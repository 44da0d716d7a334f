//! Render/compose projections over a board snapshot.
//!
//! Two read paths share one snapshot: the interactive editor scene, drawn in
//! workspace coordinates under the viewport transform, and the passive viewer
//! scene, drawn canvas-relative against a transparent background for external
//! capture. Neither mutates anything; both list items bottom-first.

#[cfg(test)]
#[path = "render_test.rs"]
mod render_test;

use serde::Serialize;

use crate::camera::{Edge, Point, Viewport};
use crate::consts::{CANVAS_HEIGHT, CANVAS_WIDTH, GRID_SIZE, WORKSPACE_HEIGHT, WORKSPACE_PADDING, WORKSPACE_WIDTH};
use crate::doc::{ChromaKey, Element, ElementContent, ElementId, User};
use crate::engine::BoardSnapshot;
use crate::input::InputMode;

/// Background of the viewer scene.
pub const VIEWER_BACKGROUND: &str = "transparent";

/// A rectangle in whatever space the containing scene documents.
#[derive(Debug, Clone, Copy, PartialEq, Serialize)]
pub struct Bounds {
    pub x: f64,
    pub y: f64,
    pub width: f64,
    pub height: f64,
}

/// `screen = translate + workspace * scale`.
#[derive(Debug, Clone, Copy, PartialEq, Serialize)]
pub struct Transform {
    pub translate_x: f64,
    pub translate_y: f64,
    pub scale: f64,
}

impl Transform {
    #[must_use]
    pub fn from_viewport(v: &Viewport) -> Self {
        let s = v.scale();
        Self {
            translate_x: v.width / 2.0 - WORKSPACE_WIDTH / 2.0 * s + v.pan_x,
            translate_y: v.height / 2.0 - WORKSPACE_HEIGHT / 2.0 * s + v.pan_y,
            scale: s,
        }
    }

    #[must_use]
    pub fn apply(&self, p: Point) -> Point {
        Point::new(self.translate_x + p.x * self.scale, self.translate_y + p.y * self.scale)
    }
}

/// One element to draw.
#[derive(Debug, Clone, PartialEq, Serialize)]
pub struct SceneItem {
    pub id: ElementId,
    pub content: ElementContent,
    pub x: f64,
    pub y: f64,
    pub width: f64,
    pub height: f64,
    pub z_index: i64,
    pub selected: bool,
    #[serde(skip_serializing_if = "Option::is_none")]
    pub chroma_key: Option<ChromaKey>,
}

impl SceneItem {
    fn from_element(el: &Element, offset: f64, selected: bool) -> Self {
        Self {
            id: el.id,
            content: el.content.clone(),
            x: el.x - offset,
            y: el.y - offset,
            width: el.width,
            height: el.height,
            z_index: el.z_index,
            selected,
            chroma_key: el.chroma_key,
        }
    }
}

/// Canvas and visible-region rectangles as fractions of the workspace.
#[derive(Debug, Clone, Copy, PartialEq, Serialize)]
pub struct Minimap {
    pub canvas: Bounds,
    pub viewport: Bounds,
}

/// The interactive editor view.
#[derive(Debug, Clone, PartialEq, Serialize)]
pub struct EditorScene {
    pub revision: u64,
    pub viewport: Viewport,
    pub transform: Transform,
    /// Canvas sub-region in workspace coordinates.
    pub canvas: Bounds,
    pub grid_size: f64,
    pub items: Vec<SceneItem>,
    pub mode: InputMode,
    pub cursor: &'static str,
    pub boundary: Option<Edge>,
    pub momentum: Point,
    pub animating: bool,
    /// `"x, y • zoom%"` position readout.
    pub status: String,
    pub minimap: Minimap,
    pub users: Vec<User>,
}

/// The passive capture view: canvas-relative, no viewport.
#[derive(Debug, Clone, PartialEq, Serialize)]
pub struct ViewerScene {
    pub revision: u64,
    pub width: f64,
    pub height: f64,
    pub background: &'static str,
    pub items: Vec<SceneItem>,
}

/// Project a snapshot into the editor scene.
#[must_use]
pub fn editor_scene(snap: &BoardSnapshot) -> EditorScene {
    let v = snap.doc.viewport;
    let items = paint_order(&snap.doc.elements)
        .into_iter()
        .map(|el| SceneItem::from_element(el, 0.0, snap.selected == Some(el.id)))
        .collect();

    EditorScene {
        revision: snap.doc.revision,
        viewport: v,
        transform: Transform::from_viewport(&v),
        canvas: Bounds { x: WORKSPACE_PADDING, y: WORKSPACE_PADDING, width: CANVAS_WIDTH, height: CANVAS_HEIGHT },
        grid_size: GRID_SIZE,
        items,
        mode: snap.mode,
        cursor: snap.mode.cursor(),
        boundary: snap.boundary,
        momentum: snap.momentum,
        animating: snap.animating,
        status: status_line(&v),
        minimap: minimap(&v),
        users: snap.doc.users.clone(),
    }
}

/// Project a snapshot into the viewer scene. Only the elements are read.
#[must_use]
pub fn viewer_scene(snap: &BoardSnapshot) -> ViewerScene {
    ViewerScene {
        revision: snap.doc.revision,
        width: CANVAS_WIDTH,
        height: CANVAS_HEIGHT,
        background: VIEWER_BACKGROUND,
        items: viewer_items(&snap.doc.elements),
    }
}

/// Viewer items: elements shifted from workspace to canvas coordinates, bottom first.
#[must_use]
pub fn viewer_items(elements: &[Element]) -> Vec<SceneItem> {
    paint_order(elements)
        .into_iter()
        .map(|el| SceneItem::from_element(el, WORKSPACE_PADDING, false))
        .collect()
}

/// Position readout: the negated pan and the zoom, rounded.
#[must_use]
pub fn status_line(v: &Viewport) -> String {
    format!("{}, {} • {}%", rounded(-v.pan_x), rounded(-v.pan_y), rounded(v.zoom))
}

#[must_use]
pub fn minimap(v: &Viewport) -> Minimap {
    let s = v.scale();
    let top_left = v.screen_to_workspace(Point::new(0.0, 0.0));
    Minimap {
        canvas: Bounds {
            x: WORKSPACE_PADDING / WORKSPACE_WIDTH,
            y: WORKSPACE_PADDING / WORKSPACE_HEIGHT,
            width: CANVAS_WIDTH / WORKSPACE_WIDTH,
            height: CANVAS_HEIGHT / WORKSPACE_HEIGHT,
        },
        viewport: Bounds {
            x: top_left.x / WORKSPACE_WIDTH,
            y: top_left.y / WORKSPACE_HEIGHT,
            width: v.width / s / WORKSPACE_WIDTH,
            height: v.height / s / WORKSPACE_HEIGHT,
        },
    }
}

fn paint_order(elements: &[Element]) -> Vec<&Element> {
    let mut els: Vec<&Element> = elements.iter().collect();
    els.sort_by_key(|e| e.z_index);
    els
}

fn rounded(v: f64) -> f64 {
    // adding +0.0 turns -0.0 into 0.0
    v.round() + 0.0
}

| EXERCISE |
The lines above that include "bottom" should each be listed.

| OUTPUT OF THE TASK |
//! capture. Neither mutates anything; both list items bottom-first.
/// Viewer items: elements shifted from workspace to canvas coordinates, bottom first.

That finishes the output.